Exercise materials:
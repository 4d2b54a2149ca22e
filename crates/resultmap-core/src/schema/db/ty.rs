use crate::stmt;

/// Relational type of a column, as reported by result-set metadata.
///
/// `db::Type` is what the driver sees. Basic results convert it to a
/// [`stmt::Type`] with [`Type::domain_type`] unless the mapping supplies an
/// explicit type.
#[derive(Debug, Clone, Copy, PartialEq, Eq, Hash, PartialOrd, Ord)]
pub enum Type {
    Boolean,
    SmallInt,
    Integer,
    BigInt,
    Double,
    Numeric,
    VarChar,
    Text,
    Blob,
    Timestamp,

    /// Reported when the driver does not know the column's type
    Other,
}

impl Type {
    /// The domain type a value of this relational type is read as when no
    /// explicit type is given.
    pub fn domain_type(self) -> stmt::Type {
        match self {
            Self::Boolean => stmt::Type::Bool,
            Self::SmallInt => stmt::Type::I16,
            Self::Integer => stmt::Type::I32,
            Self::BigInt => stmt::Type::I64,
            Self::Double => stmt::Type::F64,
            Self::Numeric => stmt::Type::Decimal,
            Self::VarChar | Self::Text => stmt::Type::String,
            Self::Blob => stmt::Type::Bytes,
            Self::Timestamp => stmt::Type::Timestamp,
            Self::Other => stmt::Type::Unknown,
        }
    }

    /// The relational type used to store values of a domain type.
    pub fn from_app(ty: &stmt::Type) -> Self {
        match ty {
            stmt::Type::Bool => Self::Boolean,
            stmt::Type::I16 => Self::SmallInt,
            stmt::Type::I32 => Self::Integer,
            stmt::Type::I64 => Self::BigInt,
            stmt::Type::F64 => Self::Double,
            stmt::Type::Decimal => Self::Numeric,
            stmt::Type::String => Self::VarChar,
            stmt::Type::Bytes => Self::Blob,
            stmt::Type::Timestamp => Self::Timestamp,
            _ => Self::Other,
        }
    }
}
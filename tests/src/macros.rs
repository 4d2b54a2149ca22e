#[macro_export]
macro_rules! assert_err {
    ($e:expr $(, $($t:tt)* )?) => {
        match $e {
            Err(e) => e,
            actual => {
                use std::fmt::Write;
                let mut msg = format!("expected `Err`; actual={:?}", actual);

                $(
                    write!(msg, ", ").unwrap();
                    write!(msg, $($t)*).unwrap();
                )?

                panic!("{}", msg);
            }
        }
    };
}

#[macro_export]
macro_rules! assert_ok {
    ($e:expr) => {
        match $e {
            Ok(v) => v,
            actual => panic!("expected `Ok`; actual={:?}", actual),
        }
    };
}

/// Asserts that the values-array positions of `$mapping`'s selections
/// carry the given column labels, in order.
#[macro_export]
macro_rules! assert_selections {
    ($mapping:expr, [ $( $label:expr ),* $(,)? ]) => {{
        let labels: Vec<&str> = $mapping
            .selections
            .iter()
            .map(|selection| selection.column_name.as_str())
            .collect();
        let expect: Vec<&str> = vec![ $( $label ),* ];
        assert_eq!(labels, expect);
    }};
}
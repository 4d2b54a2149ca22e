use super::RootReturn;
use crate::{engine::CreationState, results::EntityResult};
use resultmap_core::{
    schema::app::ModelId,
    stmt::{LockMode, NavigablePath},
    Error, Result, Schema,
};

/// An entity root read entirely by its own column names.
///
/// Immutable once created; shared by reference in cache keys.
#[derive(Debug, Clone, PartialEq, Eq, Hash)]
pub struct DynamicResultBuilderEntityCalculated {
    navigable_path: NavigablePath,
    entity: ModelId,
    entity_name: String,
    table_alias: String,
    lock_mode: Option<LockMode>,
}

impl DynamicResultBuilderEntityCalculated {
    pub fn new(
        schema: &Schema,
        entity: &str,
        table_alias: impl Into<String>,
        lock_mode: Option<LockMode>,
    ) -> Result<Self> {
        let model = schema.entity_named(entity)?;
        let table_alias = table_alias.into();

        Ok(Self {
            navigable_path: NavigablePath::with_alias(&model.name, &table_alias),
            entity: model.id,
            entity_name: model.name.clone(),
            table_alias,
            lock_mode,
        })
    }

    pub fn entity_name(&self) -> &str {
        &self.entity_name
    }

    pub fn entity(&self) -> ModelId {
        self.entity
    }

    pub fn table_alias(&self) -> &str {
        &self.table_alias
    }

    pub fn build_result(&self, state: &mut CreationState<'_>) -> Result<EntityResult> {
        let table_group = state.create_root_table_group(
            &self.navigable_path,
            self.entity,
            Some(self.table_alias.as_str()),
        );

        if let Some(lock_mode) = self.lock_mode {
            state.register_lock_mode(&self.table_alias, lock_mode);
        }

        state.create_entity_result(
            self.navigable_path.clone(),
            self.entity,
            table_group,
            self.lock_mode.unwrap_or_default(),
        )
    }

    fn unsupported(&self, operation: &str) -> Error {
        Error::unsupported_operation(format!(
            "{operation} is not supported for calculated entity `{}` (alias `{}`)",
            self.entity_name, self.table_alias
        ))
    }
}

impl RootReturn for DynamicResultBuilderEntityCalculated {
    fn table_alias(&self) -> &str {
        &self.table_alias
    }

    fn entity(&self) -> ModelId {
        self.entity
    }

    fn navigable_path(&self) -> &NavigablePath {
        &self.navigable_path
    }

    fn lock_mode(&self) -> Option<LockMode> {
        self.lock_mode
    }

    fn try_set_lock_mode(&mut self, _lock_mode: LockMode) -> Result<()> {
        Err(self.unsupported("setting the lock mode"))
    }

    fn try_add_id_column_aliases(&mut self, _aliases: &[&str]) -> Result<()> {
        Err(self.unsupported("declaring identifier columns"))
    }

    fn try_set_discriminator_alias(&mut self, _alias: &str) -> Result<()> {
        Err(self.unsupported("declaring the discriminator column"))
    }

    fn try_add_property(
        &mut self,
        _schema: &Schema,
        _path: &str,
        _column_aliases: &[&str],
    ) -> Result<()> {
        Err(self.unsupported("declaring properties"))
    }
}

Exercise description: Retype each record in full, please.

Answer to the problem:
repository 4d2b54a2149ca22e
filename crates/resultmap-core/src/schema/db/ty.rs
use crate::stmt;

/// Relational type of a column, as reported by result-set metadata.
///
/// `db::Type` is what the driver sees. Basic results convert it to a
/// [`stmt::Type`] with [`Type::domain_type`] unless the mapping supplies an
/// explicit type.
#[derive(Debug, Clone, Copy, PartialEq, Eq, Hash, PartialOrd, Ord)]
pub enum Type {
    Boolean,
    SmallInt,
    Integer,
    BigInt,
    Double,
    Numeric,
    VarChar,
    Text,
    Blob,
    Timestamp,

    /// Reported when the driver does not know the column's type
    Other,
}

impl Type {
    /// The domain type a value of this relational type is read as when no
    /// explicit type is given.
    pub fn domain_type(self) -> stmt::Type {
        match self {
            Self::Boolean => stmt::Type::Bool,
            Self::SmallInt => stmt::Type::I16,
            Self::Integer => stmt::Type::I32,
            Self::BigInt => stmt::Type::I64,
            Self::Double => stmt::Type::F64,
            Self::Numeric => stmt::Type::Decimal,
            Self::VarChar | Self::Text => stmt::Type::String,
            Self::Blob => stmt::Type::Bytes,
            Self::Timestamp => stmt::Type::Timestamp,
            Self::Other => stmt::Type::Unknown,
        }
    }

    /// The relational type used to store values of a domain type.
    pub fn from_app(ty: &stmt::Type) -> Self {
        match ty {
            stmt::Type::Bool => Self::Boolean,
            stmt::Type::I16 => Self::SmallInt,
            stmt::Type::I32 => Self::Integer,
            stmt::Type::I64 => Self::BigInt,
            stmt::Type::F64 => Self::Double,
            stmt::Type::Decimal => Self::Numeric,
            stmt::Type::String => Self::VarChar,
            stmt::Type::Bytes => Self::Blob,
            stmt::Type::Timestamp => Self::Timestamp,
            _ => Self::Other,
        }
    }
}
filename tests/src/macros.rs
repository 4d2b54a2149ca22e
#[macro_export]
macro_rules! assert_err {
    ($e:expr $(, $($t:tt)* )?) => {
        match $e {
            Err(e) => e,
            actual => {
                use std::fmt::Write;
                let mut msg = format!("expected `Err`; actual={:?}", actual);

                $(
                    write!(msg, ", ").unwrap();
                    write!(msg, $($t)*).unwrap();
                )?

                panic!("{}", msg);
            }
        }
    };
}

#[macro_export]
macro_rules! assert_ok {
    ($e:expr) => {
        match $e {
            Ok(v) => v,
            actual => panic!("expected `Ok`; actual={:?}", actual),
        }
    };
}

/// Asserts that the values-array positions of `$mapping`'s selections
/// carry the given column labels, in order.
#[macro_export]
macro_rules! assert_selections {
    ($mapping:expr, [ $( $label:expr ),* $(,)? ]) => {{
        let labels: Vec<&str> = $mapping
            .selections
            .iter()
            .map(|selection| selection.column_name.as_str())
            .collect();
        let expect: Vec<&str> = vec![ $( $label ),* ];
        assert_eq!(labels, expect);
    }};
}
repository 4d2b54a2149ca22e
use super::RootReturn;
use crate::{engine::CreationState, results::EntityResult};
use resultmap_core::{
    schema::app::ModelId,
    stmt::{LockMode, NavigablePath},
    Error, Result, Schema,
};

/// An entity root read entirely by its own column names.
///
/// Immutable once created; shared by reference in cache keys.
#[derive(Debug, Clone, PartialEq, Eq, Hash)]
pub struct DynamicResultBuilderEntityCalculated {
    navigable_path: NavigablePath,
    entity: ModelId,
    entity_name: String,
    table_alias: String,
    lock_mode: Option<LockMode>,
}

impl DynamicResultBuilderEntityCalculated {
    pub fn new(
        schema: &Schema,
        entity: &str,
        table_alias: impl Into<String>,
        lock_mode: Option<LockMode>,
    ) -> Result<Self> {
        let model = schema.entity_named(entity)?;
        let table_alias = table_alias.into();

        Ok(Self {
            navigable_path: NavigablePath::with_alias(&model.name, &table_alias),
            entity: model.id,
            entity_name: model.name.clone(),
            table_alias,
            lock_mode,
        })
    }

    pub fn entity_name(&self) -> &str {
        &self.entity_name
    }

    pub fn entity(&self) -> ModelId {
        self.entity
    }

    pub fn table_alias(&self) -> &str {
        &self.table_alias
    }

    pub fn build_result(&self, state: &mut CreationState<'_>) -> Result<EntityResult> {
        let table_group = state.create_root_table_group(
            &self.navigable_path,
            self.entity,
            Some(self.table_alias.as_str()),
        );

        if let Some(lock_mode) = self.lock_mode {
            state.register_lock_mode(&self.table_alias, lock_mode);
        }

        state.create_entity_result(
            self.navigable_path.clone(),
            self.entity,
            table_group,
            self.lock_mode.unwrap_or_default(),
        )
    }

    fn unsupported(&self, operation: &str) -> Error {
        Error::unsupported_operation(format!(
            "{operation} is not supported for calculated entity `{}` (alias `{}`)",
            self.entity_name, self.table_alias
        ))
    }
}

impl RootReturn for DynamicResultBuilderEntityCalculated {
    fn table_alias(&self) -> &str {
        &self.table_alias
    }

    fn entity(&self) -> ModelId {
        self.entity
    }

    fn navigable_path(&self) -> &NavigablePath {
        &self.navigable_path
    }

    fn lock_mode(&self) -> Option<LockMode> {
        self.lock_mode
    }

    fn try_set_lock_mode(&mut self, _lock_mode: LockMode) -> Result<()> {
        Err(self.unsupported("setting the lock mode"))
    }

    fn try_add_id_column_aliases(&mut self, _aliases: &[&str]) -> Result<()> {
        Err(self.unsupported("declaring identifier columns"))
    }

    fn try_set_discriminator_alias(&mut self, _alias: &str) -> Result<()> {
        Err(self.unsupported("declaring the discriminator column"))
    }

    fn try_add_property(
        &mut self,
        _schema: &Schema,
        _path: &str,
        _column_aliases: &[&str],
    ) -> Result<()> {
        Err(self.unsupported("declaring properties"))
    }
}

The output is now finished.